* [WHAT YOU SHOULD DO]: Lines before the one containing "err.insert_data(DATA_MISSING_MAPPING_CODE, code);" are left out; copy that line and every later line through the end of the data exactly.

(Stored items)

%%

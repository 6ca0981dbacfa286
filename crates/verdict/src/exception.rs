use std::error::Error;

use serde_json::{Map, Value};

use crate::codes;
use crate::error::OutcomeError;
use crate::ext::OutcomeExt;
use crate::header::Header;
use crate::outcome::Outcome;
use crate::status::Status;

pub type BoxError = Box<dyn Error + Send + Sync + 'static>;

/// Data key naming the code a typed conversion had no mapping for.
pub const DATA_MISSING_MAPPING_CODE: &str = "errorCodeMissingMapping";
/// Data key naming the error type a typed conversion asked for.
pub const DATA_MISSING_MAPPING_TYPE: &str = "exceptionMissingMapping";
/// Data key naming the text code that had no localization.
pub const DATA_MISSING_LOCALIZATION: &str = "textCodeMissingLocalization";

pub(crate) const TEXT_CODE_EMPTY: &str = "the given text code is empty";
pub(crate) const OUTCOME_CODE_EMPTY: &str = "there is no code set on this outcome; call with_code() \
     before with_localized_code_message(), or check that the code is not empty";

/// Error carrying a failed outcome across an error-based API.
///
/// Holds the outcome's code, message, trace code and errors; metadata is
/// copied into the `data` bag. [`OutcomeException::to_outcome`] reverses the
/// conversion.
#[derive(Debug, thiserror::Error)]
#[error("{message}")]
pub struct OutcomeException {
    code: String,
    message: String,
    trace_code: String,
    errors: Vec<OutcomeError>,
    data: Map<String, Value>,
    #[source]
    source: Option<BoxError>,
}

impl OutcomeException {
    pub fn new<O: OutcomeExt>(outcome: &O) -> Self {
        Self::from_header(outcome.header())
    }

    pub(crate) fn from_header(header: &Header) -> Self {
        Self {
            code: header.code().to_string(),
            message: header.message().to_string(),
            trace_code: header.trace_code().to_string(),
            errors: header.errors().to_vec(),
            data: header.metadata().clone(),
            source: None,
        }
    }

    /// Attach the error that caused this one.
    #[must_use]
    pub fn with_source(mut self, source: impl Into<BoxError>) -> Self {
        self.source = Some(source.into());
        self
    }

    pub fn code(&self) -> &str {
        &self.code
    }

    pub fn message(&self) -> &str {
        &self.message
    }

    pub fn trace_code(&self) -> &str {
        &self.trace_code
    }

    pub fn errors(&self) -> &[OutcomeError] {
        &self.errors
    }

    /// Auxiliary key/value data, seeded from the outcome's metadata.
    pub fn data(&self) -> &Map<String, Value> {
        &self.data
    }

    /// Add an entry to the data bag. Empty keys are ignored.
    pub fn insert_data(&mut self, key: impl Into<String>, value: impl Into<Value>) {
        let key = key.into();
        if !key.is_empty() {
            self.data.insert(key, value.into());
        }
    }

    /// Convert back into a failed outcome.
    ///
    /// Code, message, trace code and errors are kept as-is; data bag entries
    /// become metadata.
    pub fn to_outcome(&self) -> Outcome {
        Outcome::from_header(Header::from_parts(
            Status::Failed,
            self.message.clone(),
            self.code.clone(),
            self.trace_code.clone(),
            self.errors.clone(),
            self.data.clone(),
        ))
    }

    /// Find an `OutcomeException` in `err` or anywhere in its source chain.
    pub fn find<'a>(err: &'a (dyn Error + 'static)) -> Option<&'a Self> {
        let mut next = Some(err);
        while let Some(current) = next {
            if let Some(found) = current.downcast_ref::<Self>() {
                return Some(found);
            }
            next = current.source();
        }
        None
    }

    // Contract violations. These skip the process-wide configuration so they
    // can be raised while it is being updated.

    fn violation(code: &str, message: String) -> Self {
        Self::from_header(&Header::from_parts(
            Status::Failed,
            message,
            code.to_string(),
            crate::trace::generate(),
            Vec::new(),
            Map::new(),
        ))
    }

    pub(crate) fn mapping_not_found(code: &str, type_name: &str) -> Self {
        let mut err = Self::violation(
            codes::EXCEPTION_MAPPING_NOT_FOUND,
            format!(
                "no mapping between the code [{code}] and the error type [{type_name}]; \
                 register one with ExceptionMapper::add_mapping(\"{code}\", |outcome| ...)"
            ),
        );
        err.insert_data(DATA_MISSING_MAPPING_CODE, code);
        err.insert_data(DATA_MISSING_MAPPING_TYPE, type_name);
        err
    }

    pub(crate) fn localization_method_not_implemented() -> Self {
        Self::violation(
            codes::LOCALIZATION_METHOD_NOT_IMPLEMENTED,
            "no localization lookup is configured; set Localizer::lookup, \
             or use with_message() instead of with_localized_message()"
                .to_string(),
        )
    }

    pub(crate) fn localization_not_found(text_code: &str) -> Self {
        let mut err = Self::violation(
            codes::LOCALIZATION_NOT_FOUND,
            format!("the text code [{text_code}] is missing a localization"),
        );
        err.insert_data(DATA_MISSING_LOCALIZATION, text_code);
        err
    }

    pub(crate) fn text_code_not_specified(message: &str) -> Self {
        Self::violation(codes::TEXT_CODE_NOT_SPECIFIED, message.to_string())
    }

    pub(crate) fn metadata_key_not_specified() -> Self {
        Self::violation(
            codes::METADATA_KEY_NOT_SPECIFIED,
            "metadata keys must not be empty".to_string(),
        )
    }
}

%%

* [SOLUTION]:
        err.insert_data(DATA_MISSING_MAPPING_CODE, code);
        err.insert_data(DATA_MISSING_MAPPING_TYPE, type_name);
        err
    }

    pub(crate) fn localization_method_not_implemented() -> Self {
        Self::violation(
            codes::LOCALIZATION_METHOD_NOT_IMPLEMENTED,
            "no localization lookup is configured; set Localizer::lookup, \
             or use with_message() instead of with_localized_message()"
                .to_string(),
        )
    }

    pub(crate) fn localization_not_found(text_code: &str) -> Self {
        let mut err = Self::violation(
            codes::LOCALIZATION_NOT_FOUND,
            format!("the text code [{text_code}] is missing a localization"),
        );
        err.insert_data(DATA_MISSING_LOCALIZATION, text_code);
        err
    }

    pub(crate) fn text_code_not_specified(message: &str) -> Self {
        Self::violation(codes::TEXT_CODE_NOT_SPECIFIED, message.to_string())
    }

    pub(crate) fn metadata_key_not_specified() -> Self {
        Self::violation(
            codes::METADATA_KEY_NOT_SPECIFIED,
            "metadata keys must not be empty".to_string(),
        )
    }
}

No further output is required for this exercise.